I need some help with some implicit differentiation.

I have a system where $\displaystyle {\color{red}x}$ in a choice variable that someone gets to pick. For each choice of $\displaystyle {\color{red}x}$ the following non-linear system of equations gets solved for $\displaystyle {\color{red}y}$ and $\displaystyle {\color{red}z}$.
$\displaystyle F(x,y,z)&=&0\\G(x,y,z)&=&0$
and spits out a unique $\displaystyle (x,y(x),z(x))$. This $\displaystyle (x,y(x),z(x))$ is then used to evaluate the expression $\displaystyle H(x,y,z)$. Now I am writing $\displaystyle {\color{red}y(x)}$ and$\displaystyle {\color{red}z(x)}$ but $\displaystyle {\color{red}y}$ and $\displaystyle {\color{red}z} $ cannot be expressed in terms of elementary functions of $\displaystyle {\color{red}x}$ since the above system of equations cannot be solved analytically.

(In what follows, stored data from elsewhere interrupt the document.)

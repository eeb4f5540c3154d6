//! List personas.

use crate::cli::Output;
use crate::config::{find_persona, personas, Settings, DEFAULT_PERSONA};

/// Print every persona, marking the configured one.
pub fn run_personas(settings: &Settings) -> anyhow::Result<()> {
    Output::header("Personas");
    println!();

    let selected = find_persona(&settings.client.persona)
        .map(|p| p.key)
        .unwrap_or(DEFAULT_PERSONA);

    for persona in personas() {
        Output::persona(persona, persona.key == selected);
    }

    println!();
    Output::info("Pick one with: conjure chat --persona <key>");
    Ok(())
}
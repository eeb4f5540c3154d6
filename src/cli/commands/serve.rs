//! Chat server.
//!
//! `POST /api/chat` runs the chat handler in its own task and relays its
//! events as server-sent events, one JSON object per `data:` line, followed
//! by `data: [DONE]`.

use crate::chat::ChatHandler;
use crate::cli::preflight::{self, Operation};
use crate::cli::Output;
use crate::config::{personas, Settings};
use crate::message::{ChatRequest, StreamEvent};
use crate::session::DONE_MARKER;
use axum::{
    extract::State,
    response::{
        sse::{Event, KeepAlive, Sse},
        IntoResponse,
    },
    routing::{get, post},
    Json, Router,
};
use futures::stream::{self, Stream};
use futures::StreamExt;
use std::convert::Infallible;
use std::sync::Arc;
use tokio::sync::mpsc;
use tokio_stream::wrappers::ReceiverStream;
use tower_http::cors::{Any, CorsLayer};
use tracing::info;

/// Events buffered between the handler task and the response body.
const EVENT_BUFFER: usize = 64;

/// Shared application state.
struct AppState {
    handler: ChatHandler,
}

/// Run the chat server.
pub async fn run_serve(
    host: Option<String>,
    port: Option<u16>,
    settings: Settings,
) -> anyhow::Result<()> {
    let credentials = match preflight::check(Operation::Serve, &settings) {
        Ok(Some(credentials)) => credentials,
        Ok(None) => anyhow::bail!("Missing credentials"),
        Err(e) => {
            Output::error(&format!("{}", e));
            Output::info("Run 'conjure doctor' for detailed diagnostics.");
            return Err(e.into());
        }
    };

    let handler = ChatHandler::from_settings(&settings, &credentials)?;
    let state = Arc::new(AppState { handler });

    let host = host.unwrap_or_else(|| settings.server.host.clone());
    let port = port.unwrap_or(settings.server.port);
    let addr = format!("{}:{}", host, port);
    let listener = tokio::net::TcpListener::bind(&addr).await?;

    Output::header("Conjure Chat Server");
    println!();
    Output::success(&format!("Listening on http://{}", addr));
    Output::kv("Model", &settings.model.model);
    println!();
    println!("Endpoints:");
    Output::kv("Health", "GET  /health");
    Output::kv("Personas", "GET  /api/personas");
    Output::kv("Chat", "POST /api/chat (text/event-stream)");
    println!();
    Output::info("Press Ctrl+C to stop the server.");

    axum::serve(listener, router(state)).await?;

    Ok(())
}

fn router(state: Arc<AppState>) -> Router {
    let cors = CorsLayer::new()
        .allow_origin(Any)
        .allow_methods(Any)
        .allow_headers(Any);

    Router::new()
        .route("/health", get(health))
        .route("/api/personas", get(list_personas))
        .route("/api/chat", post(chat))
        .layer(cors)
        .with_state(state)
}

async fn health() -> impl IntoResponse {
    Json(serde_json::json!({ "status": "ok" }))
}

async fn list_personas() -> impl IntoResponse {
    Json(personas())
}

async fn chat(
    State(state): State<Arc<AppState>>,
    Json(request): Json<ChatRequest>,
) -> Sse<impl Stream<Item = Result<Event, Infallible>>> {
    info!(
        "Chat request with {} message(s) for {}",
        request.messages.len(),
        request.professor.as_deref().unwrap_or("default persona")
    );

    let (tx, rx) = mpsc::channel(EVENT_BUFFER);
    tokio::spawn(async move {
        state.handler.handle(request, tx).await;
    });

    Sse::new(event_stream(ReceiverStream::new(rx))).keep_alive(KeepAlive::default())
}

/// Serialize handler events and terminate with the done marker.
fn event_stream<S>(events: S) -> impl Stream<Item = Result<Event, Infallible>>
where
    S: Stream<Item = StreamEvent> + Send + 'static,
{
    events
        .map(|event| Event::default().data(encode_event(&event)))
        .chain(stream::once(async { Event::default().data(DONE_MARKER) }))
        .map(Ok)
}

fn encode_event(event: &StreamEvent) -> String {
    serde_json::to_string(event).unwrap_or_else(|e| {
        serde_json::json!({ "type": "error", "errorText": e.to_string() }).to_string()
    })
}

The idea is to find an $\displaystyle {\color{red}x}$ where $\displaystyle \frac{d H(x,y(x),z(x))}{dx} =0$. I don't actually want to solve this problem right away in the sense that I don't need the $\displaystyle {\color{red}x}$ that solves the first order condition, rather I need the expression of the first order condition itself which I need to plug in somewhere else. That's why I am not using Lagrange multipliers here.

Any help understanding the math here at a conceptual level and making progress on this problem will be greatly appreciated.